# Collected data
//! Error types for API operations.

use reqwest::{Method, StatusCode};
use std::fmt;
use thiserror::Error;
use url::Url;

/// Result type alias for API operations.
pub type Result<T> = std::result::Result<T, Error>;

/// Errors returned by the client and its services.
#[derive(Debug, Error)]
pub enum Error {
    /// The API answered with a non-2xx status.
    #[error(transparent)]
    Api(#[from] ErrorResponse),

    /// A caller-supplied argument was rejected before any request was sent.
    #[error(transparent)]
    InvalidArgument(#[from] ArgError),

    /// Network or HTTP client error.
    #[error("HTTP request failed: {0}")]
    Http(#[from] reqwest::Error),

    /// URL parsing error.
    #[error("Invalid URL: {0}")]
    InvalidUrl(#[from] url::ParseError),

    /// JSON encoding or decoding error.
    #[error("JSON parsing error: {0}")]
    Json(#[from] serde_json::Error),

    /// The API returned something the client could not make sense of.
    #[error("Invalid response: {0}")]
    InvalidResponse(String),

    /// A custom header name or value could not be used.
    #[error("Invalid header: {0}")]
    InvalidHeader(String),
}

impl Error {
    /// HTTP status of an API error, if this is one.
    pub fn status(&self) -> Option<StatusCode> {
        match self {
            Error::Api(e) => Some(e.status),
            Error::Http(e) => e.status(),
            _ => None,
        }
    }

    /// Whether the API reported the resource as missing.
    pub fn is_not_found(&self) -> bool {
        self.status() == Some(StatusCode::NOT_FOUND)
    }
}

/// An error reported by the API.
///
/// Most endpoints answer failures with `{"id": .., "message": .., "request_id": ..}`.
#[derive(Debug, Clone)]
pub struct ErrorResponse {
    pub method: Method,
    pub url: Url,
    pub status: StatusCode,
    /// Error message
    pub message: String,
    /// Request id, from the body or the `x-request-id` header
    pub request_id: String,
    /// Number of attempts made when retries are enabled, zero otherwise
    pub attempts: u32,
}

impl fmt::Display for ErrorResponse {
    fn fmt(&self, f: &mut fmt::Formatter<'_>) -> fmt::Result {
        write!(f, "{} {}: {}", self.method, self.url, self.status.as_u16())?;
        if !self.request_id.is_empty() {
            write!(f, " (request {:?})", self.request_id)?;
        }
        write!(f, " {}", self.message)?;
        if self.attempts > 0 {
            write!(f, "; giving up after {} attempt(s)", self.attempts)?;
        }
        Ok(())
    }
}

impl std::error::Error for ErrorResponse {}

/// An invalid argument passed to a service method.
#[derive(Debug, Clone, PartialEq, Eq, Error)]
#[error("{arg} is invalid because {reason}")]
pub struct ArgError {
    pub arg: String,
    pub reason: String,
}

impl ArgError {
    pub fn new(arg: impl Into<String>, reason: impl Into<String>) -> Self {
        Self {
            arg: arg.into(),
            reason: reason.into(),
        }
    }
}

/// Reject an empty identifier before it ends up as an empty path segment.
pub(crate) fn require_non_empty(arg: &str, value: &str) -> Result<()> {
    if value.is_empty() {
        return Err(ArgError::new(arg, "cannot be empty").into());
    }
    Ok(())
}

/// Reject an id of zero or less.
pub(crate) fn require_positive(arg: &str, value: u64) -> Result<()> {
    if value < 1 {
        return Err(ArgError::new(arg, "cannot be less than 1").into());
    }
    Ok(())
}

# Exercise requirements
Reproduce the entries exactly, each one as given.

# Response for this exercise
//! Error types for API operations.

use reqwest::{Method, StatusCode};
use std::fmt;
use thiserror::Error;
use url::Url;

/// Result type alias for API operations.
pub type Result<T> = std::result::Result<T, Error>;

/// Errors returned by the client and its services.
#[derive(Debug, Error)]
pub enum Error {
    /// The API answered with a non-2xx status.
    #[error(transparent)]
    Api(#[from] ErrorResponse),

    /// A caller-supplied argument was rejected before any request was sent.
    #[error(transparent)]
    InvalidArgument(#[from] ArgError),

    /// Network or HTTP client error.
    #[error("HTTP request failed: {0}")]
    Http(#[from] reqwest::Error),

    /// URL parsing error.
    #[error("Invalid URL: {0}")]
    InvalidUrl(#[from] url::ParseError),

    /// JSON encoding or decoding error.
    #[error("JSON parsing error: {0}")]
    Json(#[from] serde_json::Error),

    /// The API returned something the client could not make sense of.
    #[error("Invalid response: {0}")]
    InvalidResponse(String),

    /// A custom header name or value could not be used.
    #[error("Invalid header: {0}")]
    InvalidHeader(String),
}

impl Error {
    /// HTTP status of an API error, if this is one.
    pub fn status(&self) -> Option<StatusCode> {
        match self {
            Error::Api(e) => Some(e.status),
            Error::Http(e) => e.status(),
            _ => None,
        }
    }

    /// Whether the API reported the resource as missing.
    pub fn is_not_found(&self) -> bool {
        self.status() == Some(StatusCode::NOT_FOUND)
    }
}

/// An error reported by the API.
///
/// Most endpoints answer failures with `{"id": .., "message": .., "request_id": ..}`.
#[derive(Debug, Clone)]
pub struct ErrorResponse {
    pub method: Method,
    pub url: Url,
    pub status: StatusCode,
    /// Error message
    pub message: String,
    /// Request id, from the body or the `x-request-id` header
    pub request_id: String,
    /// Number of attempts made when retries are enabled, zero otherwise
    pub attempts: u32,
}

impl fmt::Display for ErrorResponse {
    fn fmt(&self, f: &mut fmt::Formatter<'_>) -> fmt::Result {
        write!(f, "{} {}: {}", self.method, self.url, self.status.as_u16())?;
        if !self.request_id.is_empty() {
            write!(f, " (request {:?})", self.request_id)?;
        }
        write!(f, " {}", self.message)?;
        if self.attempts > 0 {
            write!(f, "; giving up after {} attempt(s)", self.attempts)?;
        }
        Ok(())
    }
}

impl std::error::Error for ErrorResponse {}

/// An invalid argument passed to a service method.
#[derive(Debug, Clone, PartialEq, Eq, Error)]
#[error("{arg} is invalid because {reason}")]
pub struct ArgError {
    pub arg: String,
    pub reason: String,
}

impl ArgError {
    pub fn new(arg: impl Into<String>, reason: impl Into<String>) -> Self {
        Self {
            arg: arg.into(),
            reason: reason.into(),
        }
    }
}

/// Reject an empty identifier before it ends up as an empty path segment.
pub(crate) fn require_non_empty(arg: &str, value: &str) -> Result<()> {
    if value.is_empty() {
        return Err(ArgError::new(arg, "cannot be empty").into());
    }
    Ok(())
}

/// Reject an id of zero or less.
pub(crate) fn require_positive(arg: &str, value: u64) -> Result<()> {
    if value < 1 {
        return Err(ArgError::new(arg, "cannot be less than 1").into());
    }
    Ok(())
}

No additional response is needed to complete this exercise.